Samsung M8800 Pixon: Kamera mit Handy-Zusatz
12.01.2009 Boris Boden
Foto-Power: Der Schwerpunkt des Konzepts liegt beim M8800 Pixon auf einer starken Kamera
Zweites 8-Megapixel-Telefon von Samsung – Proprietäres Betriebssystem statt Series 60 – Bedienung erfolgt über den großen Touchscreen – Lücken in der Business-Ausstattung – Kamera mit sehr guten Bildern
Ein professioneller Fotograf, der mit einem Kamera-Handy seinen Lebensunterhalt verdient – das war bisher ein echter Widerspruch. Doch dass auch das geht, hat gerade der Brite Nick Turpin gezeigt, der mit einem neuen Samsung-Handy auf Weltreise ging und durchaus spannende und hochwertige Bilder mitbrachte. Sein Werkzeug war das M8800 Pixon, mit dem der koreanische Hersteller sein zweites 8-Megapixel-Modell auf dem Markt anbietet. Im Gegensatz zum bereits getesteten Series-60-Smartphone i8510 innov8 (siehe TH 22/08) legt es den Akzent weniger auf universelle Profi-Funktionen als vielmehr stark auf hohe Qualität sowie einfache Bedienung der Kamera über einen üppig dimensionierten Touchscreen.
Alles geht per Finger
Dieser große Bildschirm bestimmt auch das Design des Handys, das auf der Oberseite mit drei Tasten auskommen muss: einer zentralen Menütaste sowie den Tasten zum Annehmen und Abweisen von Anrufen.
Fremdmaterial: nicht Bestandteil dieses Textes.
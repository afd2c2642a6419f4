use thiserror::Error;

use crate::application::services::config_validator::Violation;
use crate::domain::value_objects::path_resolver::PathError;
use crate::infrastructure::filesystem::config_store::ConfigError;
use crate::infrastructure::git::git_operations::GitError;

#[derive(Error, Debug)]
pub enum NestrepoError {
    #[error(transparent)]
    Config(#[from] ConfigError),

    #[error(transparent)]
    Git(#[from] GitError),

    #[error(transparent)]
    Path(#[from] PathError),

    #[error("Operation timed out after {timeout_secs} seconds")]
    Timeout { timeout_secs: u64 },
}

impl NestrepoError {
    pub fn timeout(timeout_secs: u64) -> Self {
        Self::Timeout { timeout_secs }
    }

    /// Human-actionable advice, distinct from the error message
    pub fn recommendation(&self) -> String {
        match self {
            Self::Config(e) => e.recommendation(),
            Self::Git(e) => e.recommendation(),
            Self::Path(e) => e.recommendation(),
            Self::Timeout { .. } => {
                "Raise --timeout or narrow the selection with --filter".to_string()
            }
        }
    }

    /// Violations behind a rejected configuration, empty for every other error
    pub fn violations(&self) -> &[Violation] {
        match self {
            Self::Config(e) => e.violations(),
            _ => &[],
        }
    }
}
//! # nestrepo - Nested Git Repository Manager
//!
//! `nestrepo` finds the git repositories nested inside a project tree, records them in a
//! `project-repos.json` file at the project root, and runs status, command and health
//! batches over them. One repository failing never stops the rest of a batch.
//!
//! ## Quick Start
//!
//! 1. Scan the project and write the configuration:
//!
//! ```bash
//! nestrepo repo init
//! ```
//!
//! 2. Check every repository:
//!
//! ```bash
//! nestrepo repo status
//! nestrepo repo health --check-remote
//! nestrepo repo exec "fetch --all" --filter backend
//! ```
//!
//! The configuration looks like this:
//!
//! ```json
//! {
//!   "version": "1.0",
//!   "repositories": [
//!     { "name": "backend", "path": "backend", "remote": null,
//!       "defaultBranch": "main", "parent": null },
//!     { "name": "backend-vendor-lib", "path": "backend/vendor/lib", "remote": null,
//!       "defaultBranch": "main", "parent": "backend" }
//!   ]
//! }
//! ```
//!
//! ## Architecture
//!
//! - [`domain`]: configuration entities, operation results and path rules
//! - [`application`]: discovery, validation, batch execution and the use cases
//! - [`infrastructure`]: the `git` client and the configuration file store
//! - [`presentation`]: CLI interface and terminal output
//! - [`common`]: shared error type and result helpers
//!
//! ## Error Handling
//!
//! - [`common::error::NestrepoError`]: crate-wide error with a recommendation per variant
//! - [`common::result::NestrepoResult`]: Type alias for `Result<T, NestrepoError>`
//!
//! ## Using the Library
//!
//! ```rust,no_run
//! use std::sync::Arc;
//! use nestrepo::application::services::repo_manager::RepoManager;
//! use nestrepo::application::use_cases::status_check::{StatusCheckConfig, StatusCheckUseCase};
//! use nestrepo::infrastructure::filesystem::ConfigStore;
//! use nestrepo::infrastructure::git::GitCli;
//!
//! # async fn example() -> anyhow::Result<()> {
//! let root = std::path::Path::new(".");
//! let config = ConfigStore::new(root).load().await?;
//! let manager = RepoManager::new(root, Arc::new(GitCli::new()));
//!
//! let outcome = StatusCheckUseCase::new(StatusCheckConfig::default())
//!     .execute(&manager, &config)
//!     .await?;
//! println!("{} of {} repositories ok", outcome.summary.success_count, outcome.summary.total);
//! # Ok(())
//! # }
//! ```

#![deny(rustdoc::broken_intra_doc_links)]

pub mod application;
pub mod common;
pub mod domain;
pub mod infrastructure;
pub mod presentation;

// Re-export commonly used types for convenience
pub use crate::common::error::NestrepoError;
pub use crate::common::result::NestrepoResult as Result;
Mit seinen 14 Millimetern ist das Samsung relativ schlank und wiegt mit 122 Gramm zwar nicht wenig, ist aber doch leichter als die meisten Konkurrenten dieser Leistungsklasse. Die Verarbeitung des Telefons ist bis auf die etwas wacklige Linse der Kamera solide, und auch die Materialien sind – mit einem Akkudeckel aus Metall – hochwertig. Auf dem schwarzen Kunststoff der Ober- und Seitenteile sowie dem Displayglas sieht man recht schnell Fingerabdrücke. Leider verwendet Samsung denselben Anschluss an der Stirnseite des Handys für das Ladegerät und das Headset, das einen Standard-Klinkenstecker nur als Adapter am Kabel hat. Der MicroSD-Slot sitzt gut erreichbar unter einer Klappe an der Seite des Telefons und erlaubt auch einen Wechsel während des Betriebs.